Dicono che all’americano medio bastino poche cose per essere felice: un bar pieno di gente, drink alcolici come se piovesse, qualche femmina da abbordare al bancone, un biliardo poco distante, una partita di baseball alla televisione (magari una serie come quella andata in scena di recente tra i Red Sox e i Mariners) e un disco dal vivo della Dave Matthews Band. Giusto per rallegrare ancora di più l’ambiente.
Da questo punto di vista il nostro amico immaginario dovrebbe andare sul sicuro visto che il dream team della Virginia di live album ne ha finora pubblicati qualcosa come ottantacinque. Niente di paragonabile ai Pearl Jam (l’altro monumento contemporaneo del suono a stelle e strisce), ma pur sempre un ennesimo paradigma del “troppo” che la DMB riesce ogni volta ed evocare.
Uno dei loro brani più celebri (mancato clamorosamente nella data di Milano), d’altronde, s’intitola Too Much e ironizza, su di una irresistibile base funky, sulle malsane abitudini del mondo occidentale, States in testa. “Mangio troppo.

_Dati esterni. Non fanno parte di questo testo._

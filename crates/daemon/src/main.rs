//! Exportd Report Engine - Main Entry Point
//!
//! Composition root: wires the SQLite repositories, the storage backend,
//! the data source registry and the queue worker, then hands control to
//! the self-rescheduling scheduler loop.

use anyhow::Result;
use std::sync::Arc;
use tracing::info;
use tracing_subscriber::{fmt, layer::SubscriberExt, util::SubscriberInitExt, EnvFilter};

// Import workspace crates
use exportd_core::application::{
    shutdown_channel, ExportPipeline, QueueWorker, RetentionCleaner, SchedulerJob,
};
use exportd_core::domain::{ExportSettings, Schedule};
use exportd_core::port::id_provider::UuidProvider;
use exportd_core::port::time_provider::SystemTimeProvider;
use exportd_core::port::{
    DataSourceRegistry, IdProvider, JobQueue, QueueTask, StorageBackend, TimeProvider,
};
use exportd_infra_fs::{JsonDirSource, LocalDiskStorage, VolumeStorage};
use exportd_infra_sqlite::{
    create_pool, run_migrations, SqliteExportRepository, SqliteJobQueue, SqliteReportRepository,
};

const VERSION: &str = env!("CARGO_PKG_VERSION");
const DEFAULT_DB_PATH: &str = "~/.exportd/exportd.db";
const DEFAULT_EXPORT_DIR: &str = "~/.exportd/exports";

#[tokio::main]
async fn main() -> Result<()> {
    // 1. Initialize logging
    let log_format = std::env::var("EXPORTD_LOG_FORMAT").unwrap_or_else(|_| "pretty".to_string());

    let env_filter = EnvFilter::try_from_default_env()
        .or_else(|_| EnvFilter::try_new("exportd=info"))
        .expect("Failed to create env filter");

    match log_format.as_str() {
        "json" => {
            // Production: JSON structured logging
            tracing_subscriber::registry()
                .with(env_filter)
                .with(fmt::layer().json())
                .init();
        }
        _ => {
            // Development: Pretty formatting with colors
            tracing_subscriber::registry()
                .with(env_filter)
                .with(fmt::layer().pretty())
                .init();
        }
    }

    info!("Exportd Report Engine v{} starting...", VERSION);

    // 2. Load configuration from environment
    let db_path = env_or(DEFAULT_DB_PATH, "EXPORTD_DB_PATH");
    let settings = settings_from_env()?;

    info!(db_path = %db_path, "Initializing database...");

    // 3. Initialize database
    let pool = create_pool(&db_path)
        .await
        .map_err(|e| anyhow::anyhow!("DB pool creation failed: {}", e))?;
    run_migrations(&pool)
        .await
        .map_err(|e| anyhow::anyhow!("Migration failed: {}", e))?;

    // 4. Setup dependencies (DI wiring)
    let time_provider: Arc<dyn TimeProvider> = Arc::new(SystemTimeProvider);
    let id_provider: Arc<dyn IdProvider> = Arc::new(UuidProvider);

    let report_repo = Arc::new(SqliteReportRepository::new(pool.clone()));
    let export_repo = Arc::new(SqliteExportRepository::new(pool.clone()));
    let queue: Arc<dyn JobQueue> = Arc::new(SqliteJobQueue::new(
        pool.clone(),
        time_provider.clone(),
        id_provider.clone(),
    ));

    let storage = storage_from_env()?;
    let registry = Arc::new(registry_from_env());

    let pipeline = Arc::new(ExportPipeline::new(
        registry,
        storage.clone(),
        export_repo.clone(),
        settings.clone(),
        time_provider.clone(),
    ));
    let retention = Arc::new(RetentionCleaner::new(
        export_repo.clone(),
        storage,
        settings.clone(),
        time_provider.clone(),
    ));
    let scheduler = Arc::new(SchedulerJob::new(
        report_repo,
        export_repo,
        pipeline.clone(),
        retention,
        queue.clone(),
        settings.clone(),
        time_provider.clone(),
        id_provider,
    ));

    // 5. Bootstrap the scheduler loop, deduplicating against a pending one
    if settings.scheduled_exports_enabled {
        if queue.has_pending_scheduler().await? {
            info!("scheduler task already pending, skipping bootstrap enqueue");
        } else {
            queue
                .enqueue(
                    QueueTask::RunScheduler { reschedule: true },
                    0,
                    Some("Scheduled exports".to_string()),
                )
                .await?;
            info!("scheduler loop enqueued");
        }
    } else {
        info!("scheduled exports are disabled");
    }

    // 6. Start the queue worker
    info!("Starting queue worker...");
    let (shutdown_tx, shutdown_rx) = shutdown_channel();
    let worker = QueueWorker::new(queue, scheduler, pipeline);
    let worker_handle = tokio::spawn(async move {
        if let Err(e) = worker.run(shutdown_rx).await {
            tracing::error!(error = ?e, "Queue worker failed");
        }
    });

    info!("System ready. Press Ctrl+C to shutdown");

    // 7. Wait for shutdown signal
    tokio::signal::ctrl_c().await?;

    info!("Shutdown signal received. Exiting gracefully...");

    // 8. Graceful shutdown
    shutdown_tx.shutdown();
    let _ = tokio::time::timeout(std::time::Duration::from_secs(5), worker_handle).await;

    info!("Shutdown complete.");

    Ok(())
}

/// Read one env var with tilde expansion and a default
fn env_or(default: &str, var: &str) -> String {
    std::env::var(var).unwrap_or_else(|_| shellexpand::tilde(default).into_owned())
}

fn settings_from_env() -> Result<ExportSettings> {
    let defaults = ExportSettings::default();

    let default_schedule = match std::env::var("EXPORTD_SCHEDULE") {
        Ok(value) => Schedule::parse(&value)
            .map_err(|e| anyhow::anyhow!("EXPORTD_SCHEDULE: {}", e))?,
        Err(_) => defaults.default_schedule,
    };

    Ok(ExportSettings {
        scheduled_exports_enabled: env_bool(
            "EXPORTD_SCHEDULED_EXPORTS",
            defaults.scheduled_exports_enabled,
        ),
        default_schedule,
        auto_cleanup_enabled: env_bool("EXPORTD_AUTO_CLEANUP", defaults.auto_cleanup_enabled),
        retention_days: std::env::var("EXPORTD_RETENTION_DAYS")
            .ok()
            .and_then(|s| s.parse().ok())
            .unwrap_or(defaults.retention_days),
        csv_delimiter: env_byte("EXPORTD_CSV_DELIMITER", defaults.csv_delimiter),
        csv_quote: env_byte("EXPORTD_CSV_QUOTE", defaults.csv_quote),
        csv_bom: env_bool("EXPORTD_CSV_BOM", defaults.csv_bom),
    })
}

fn env_bool(var: &str, default: bool) -> bool {
    std::env::var(var)
        .ok()
        .map(|s| matches!(s.as_str(), "1" | "true" | "yes" | "on"))
        .unwrap_or(default)
}

fn env_byte(var: &str, default: u8) -> u8 {
    std::env::var(var)
        .ok()
        .and_then(|s| s.bytes().next())
        .unwrap_or(default)
}

/// Select the storage backend: a mounted volume when
/// EXPORTD_VOLUME_MOUNT is set, the local export directory otherwise
fn storage_from_env() -> Result<Arc<dyn StorageBackend>> {
    if let Ok(mount) = std::env::var("EXPORTD_VOLUME_MOUNT") {
        let mount = shellexpand::tilde(&mount).into_owned();
        info!(mount = %mount, "using volume storage");
        return Ok(Arc::new(VolumeStorage::new(mount)));
    }

    let dir = env_or(DEFAULT_EXPORT_DIR, "EXPORTD_EXPORT_DIR");
    info!(dir = %dir, "using local disk storage");
    Ok(Arc::new(LocalDiskStorage::new(dir)))
}

/// Register the configured data sources. The JSON directory source is
/// the built-in provider; deployments add their own here.
fn registry_from_env() -> DataSourceRegistry {
    let mut registry = DataSourceRegistry::new();

    if let Ok(dir) = std::env::var("EXPORTD_SOURCE_DIR") {
        let dir = shellexpand::tilde(&dir).into_owned();
        info!(dir = %dir, "registering JSON directory data source");
        registry.register(Arc::new(JsonDirSource::new(
            "submissions",
            "Submissions",
            dir,
        )));
    }

    registry
}
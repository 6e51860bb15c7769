// Report entity - a saved, reusable export configuration

use serde::{Deserialize, Serialize};

use crate::domain::error::{DomainError, Result};
use crate::domain::export::ExportTarget;
use crate::domain::filter::{DateRangePreset, FilterSnapshot};
use crate::domain::format::{ExportFormat, ExportMode};
use crate::domain::schedule::{self, Schedule};

/// Report ID (UUID v4)
pub type ReportId = String;

/// Identifier of a reportable entity inside a data source
pub type EntityId = String;

/// Report entity
#[derive(Debug, Clone, Serialize, Deserialize)]
pub struct Report {
    pub id: ReportId,
    pub name: String,
    /// Unique machine handle
    pub slug: String,
    pub data_source: String,
    pub entity_ids: Vec<EntityId>,
    pub site_id: Option<String>,

    pub date_range: DateRangePreset,
    pub range_start: Option<i64>,
    pub range_end: Option<i64>,
    /// Field handles to include; empty means every exportable field
    pub fields: Vec<String>,

    pub format: ExportFormat,
    pub mode: ExportMode,

    pub schedule: Schedule,
    pub last_generated_at: Option<i64>,
    pub next_scheduled_at: Option<i64>,

    pub enabled: bool,
    pub sort_order: i32,

    pub created_at: i64, // epoch ms
    pub updated_at: i64,
}

impl Report {
    /// Create a new report
    ///
    /// Fails when `entity_ids` is empty: a report with nothing to export
    /// is a configuration error, not a valid record.
    pub fn new(
        id: impl Into<String>,
        created_at: i64,
        name: impl Into<String>,
        slug: impl Into<String>,
        data_source: impl Into<String>,
        entity_ids: Vec<EntityId>,
        format: ExportFormat,
        mode: ExportMode,
    ) -> Result<Self> {
        if entity_ids.is_empty() {
            return Err(DomainError::ValidationError(
                "a report needs at least one entity".to_string(),
            ));
        }

        Ok(Self {
            id: id.into(),
            name: name.into(),
            slug: slug.into(),
            data_source: data_source.into(),
            entity_ids,
            site_id: None,
            date_range: DateRangePreset::All,
            range_start: None,
            range_end: None,
            fields: Vec::new(),
            format,
            mode,
            schedule: Schedule::Disabled,
            last_generated_at: None,
            next_scheduled_at: None,
            enabled: true,
            sort_order: 0,
            created_at,
            updated_at: created_at,
        })
    }

    /// Scheduling fires only for enabled reports with a live schedule
    pub fn scheduling_enabled(&self) -> bool {
        self.enabled && self.schedule.is_enabled()
    }

    /// Freeze the current filter configuration into an immutable snapshot
    pub fn filter_snapshot(&self) -> FilterSnapshot {
        FilterSnapshot {
            date_range: self.date_range,
            range_start: self.range_start,
            range_end: self.range_end,
            fields: self.fields.clone(),
            site_id: self.site_id.clone(),
        }
    }

    /// The export targets one run of this report produces: one per entity
    /// in `separate` mode, a single merged target in `combined` mode.
    pub fn export_targets(&self) -> Vec<ExportTarget> {
        match self.mode {
            ExportMode::Combined => vec![ExportTarget::Combined {
                entity_ids: self.entity_ids.clone(),
            }],
            ExportMode::Separate => self
                .entity_ids
                .iter()
                .map(|entity_id| ExportTarget::Single {
                    entity_id: entity_id.clone(),
                })
                .collect(),
        }
    }

    /// Keep `next_scheduled_at` consistent with the schedule toggle:
    /// non-null iff scheduling is enabled.
    pub fn sync_next_run(&mut self, now_millis: i64) {
        self.next_scheduled_at = if self.scheduling_enabled() {
            self.next_scheduled_at
                .or_else(|| schedule::next_run_millis(self.schedule, now_millis))
        } else {
            None
        };
    }
}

Bevo troppo. Voglio troppo. Troppo.”: il ritornello fa esattamente così. Ed anche lo show del Mediolanum Forum, terza e conclusiva data del mini-tour italiano della DMB, non è stato esente da questo mantra consumista. Perché Dave e soci, quando si esibiscono, danno tutto. Pure troppo.
La mail del promoter italiano, ricevuta di prima mattina, avverte di presentarsi sul luogo del concerto entro le ore 20 precise. Scrupolo inutile: è risaputo che la Band (allargatasi ormai a sette elementi e diventata inevitabilmente “altro” dopo la tragica scomparsa del sassofonista LeRoi Moore avvenuta ormai undici anni fa) cominci presto per potersi lanciare sia in set list voluminose che sempre diverse dalla sera precedente. Magari poi i brani si ripetono, ma è la sequenza a mutare e sono le jam, costanti e torrenziali, a dar loro nuova forma. Non siamo ad uno show dei Coldplay, insomma. Da queste parti il canovaccio pop non sanno neanche cosa sia.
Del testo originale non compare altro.